Thursday, April 1, 2021

Can Illegal Aliens Adjust to Legal?

March 31, 2021

IRLI shows Supreme Court that the law allows no such transformation

 

WASHINGTON—Today the Immigration Reform Law Institute (IRLI) filed a friend-of-the-court brief in the Supreme Court in a case that raises the question of whether Congress intended to reward illegal border-crossing by providing a pathway for illegal aliens to become legal. The plaintiffs, illegal aliens who were granted temporary protected status (TPS) because of a disaster in their home country, now seek to adjust their status to that of lawful permanent resident.

 

In its brief, IRLI shows that TPS status cannot be used to work such a transformation.
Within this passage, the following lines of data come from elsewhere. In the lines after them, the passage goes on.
//! Textual process list parser.
//!
//! Format: records separated by `;`, fields by `,`, four integers per
//! record in the order `id,arrival,burst,priority`.
//!
//! ```text
//! 1,0,5,2;2,1,3,1;3,2,8,4
//! ```
//!
//! Whitespace around records and fields is ignored, as is an empty record
//! after a trailing `;`. Semantic checks (positive burst, time range) are
//! left to [`crate::validation`].

use crate::error::{Result, ScheduleError};
use crate::models::Process;

const FIELDS: [&str; 4] = ["id", "arrival", "burst", "priority"];

/// Parses a process list.
pub fn parse_processes(input: &str) -> Result<Vec<Process>> {
    let mut records: Vec<&str> = input.split(';').map(str::trim).collect();
    if records.last().is_some_and(|r| r.is_empty()) {
        records.pop();
    }

    if records.iter().all(|r| r.is_empty()) {
        return Err(ScheduleError::EmptyInput);
    }

    records
        .iter()
        .enumerate()
        .map(|(i, record)| parse_record(i + 1, record))
        .collect()
}

/// Parses one `id,arrival,burst,priority` record. `position` is 1-based.
pub fn parse_record(position: usize, record: &str) -> Result<Process> {
    if record.is_empty() {
        return Err(ScheduleError::malformed(position, "empty record"));
    }

    let fields: Vec<&str> = record.split(',').map(str::trim).collect();
    if fields.len() != FIELDS.len() {
        return Err(ScheduleError::malformed(
            position,
            format!("expected 4 fields (id,arrival,burst,priority), found {}", fields.len()),
        ));
    }

    let mut values = [0i64; 4];
    for (slot, (name, raw)) in values.iter_mut().zip(FIELDS.iter().zip(&fields)) {
        if raw.is_empty() {
            return Err(ScheduleError::malformed(position, format!("missing field '{name}'")));
        }
        *slot = raw.parse().map_err(|_| {
            ScheduleError::malformed(position, format!("field '{name}' is not an integer: '{raw}'"))
        })?;
    }

    let [id, arrival, burst, priority] = values;
    Ok(Process::new(
        narrow(position, "id", id)?,
        arrival,
        burst,
        narrow(position, "priority", priority)?,
    ))
}

fn narrow(position: usize, name: &str, value: i64) -> Result<i32> {
    i32::try_from(value).map_err(|_| {
        ScheduleError::malformed(position, format!("field '{name}' out of range: {value}"))
    })
}
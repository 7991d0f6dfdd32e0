/*!
 * cpu-sched - Command-line entry point
 *
 * Usage:
 *   cpu-sched <algorithm> <input>
 *   cpu-sched <algorithm> --random <count> [seed]
 *
 * Prints a JSON report to stdout; diagnostics go to stderr.
 */

use std::error::Error;
use std::process::ExitCode;
use std::time::Instant;

use tracing::{debug, error, info};
use tracing_subscriber::{layer::SubscriberExt, util::SubscriberInitExt, EnvFilter};

use cpu_sched::input::parse_processes;
use cpu_sched::report::Report;
use cpu_sched::workload::WorkloadGenerator;
use cpu_sched::{Policy, Process, SchedulerConfig, Simulator};

const USAGE: &str = "Usage: cpu-sched <algorithm> <input>\n       \
                     cpu-sched <algorithm> --random <count> [seed]\n\
                     Algorithms: FCFS, RR, SJF, LJF, Priority, HRRN, Auto";

/// Initialize tracing on stderr.
///
/// `RUST_LOG` controls the filter (default `info`); `CPU_SCHED_LOG_JSON=1`
/// switches to JSON lines.
fn init_tracing() {
    let env_filter = EnvFilter::try_from_default_env().unwrap_or_else(|_| EnvFilter::new("info"));

    let use_json = std::env::var("CPU_SCHED_LOG_JSON")
        .map(|v| v == "1" || v == "true")
        .unwrap_or(false);

    let registry = tracing_subscriber::registry().with(env_filter);

    if use_json {
        registry
            .with(
                tracing_subscriber::fmt::layer()
                    .json()
                    .with_writer(std::io::stderr)
                    .with_target(true)
                    .with_current_span(true),
            )
            .init();
    } else {
        registry
            .with(
                tracing_subscriber::fmt::layer()
                    .with_writer(std::io::stderr)
                    .with_target(false),
            )
            .init();
    }
}

fn load_processes(args: &[String]) -> Result<Vec<Process>, Box<dyn Error>> {
    match args {
        [input] => Ok(parse_processes(input)?),
        [flag, count] if flag == "--random" => {
            Ok(WorkloadGenerator::new().generate_seeded(0, count.parse()?))
        }
        [flag, count, seed] if flag == "--random" => {
            Ok(WorkloadGenerator::new().generate_seeded(seed.parse()?, count.parse()?))
        }
        _ => Err(USAGE.into()),
    }
}

fn run(args: &[String]) -> Result<(), Box<dyn Error>> {
    let (algorithm, rest) = args.split_first().ok_or(USAGE)?;

    let config = SchedulerConfig::from_env()?;
    let policy: Policy = algorithm.parse()?;
    let processes = load_processes(rest)?;
    info!(
        policy = %policy,
        name = policy.description(),
        processes = processes.len(),
        quantum = config.quantum,
        "Starting simulation"
    );

    let simulator = Simulator::new().with_config(config);
    let started = Instant::now();
    let outcome = simulator.simulate(&processes, policy)?;
    let elapsed = started.elapsed();

    if outcome.policy != outcome.requested {
        info!(
            chosen = %outcome.policy,
            name = outcome.policy.description(),
            "Auto-classifier selected policy"
        );
    }
    debug!(
        makespan = outcome.metrics.makespan,
        dispatches = outcome.timeline.len(),
        context_switches = outcome.timeline.context_switches(),
        elapsed_us = elapsed.as_micros() as u64,
        "Simulation finished"
    );

    println!("{}", Report::new(&outcome, elapsed).to_json()?);
    Ok(())
}

fn main() -> ExitCode {
    init_tracing();

    let args: Vec<String> = std::env::args().skip(1).collect();
    if args.len() < 2 {
        eprintln!("{USAGE}");
        return ExitCode::FAILURE;
    }

    match run(&args) {
        Ok(()) => ExitCode::SUCCESS,
        Err(e) => {
            error!(error = %e, "Simulation failed");
            ExitCode::FAILURE
        }
    }
}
Rather, Congress intended to disincentivize illegal immigration, not reward it, and the jump from illegal to legal that plaintiffs claim as their right rests on a strained reading of the statutory scheme that is diametrically opposed to this intent. Though Congress did extend TPS to certain illegal aliens out of humanitarian concern, the TPS program, as its name implies, was meant to be temporary, not a pathway to permanent residence and citizenship.

 

"The law is, and has to stay, clear that illegal entry into our country will not be tolerated, much less rewarded," said Dale L. Wilcox, executive director and general counsel of IRLI. "We are seeing right now what happens when deliberate non-enforcement sends the opposite message: crisis and chaos at the border. We hope that, against this backdrop, the Supreme Court sees the wisdom of the law as written and intended, and does not let a humanitarian program become a vehicle for undermining our entire immigration system by creating a magnet for even more illegal immigration."

 

The case is Sanchez v. Mayorkas, 20-315 (Supreme Court).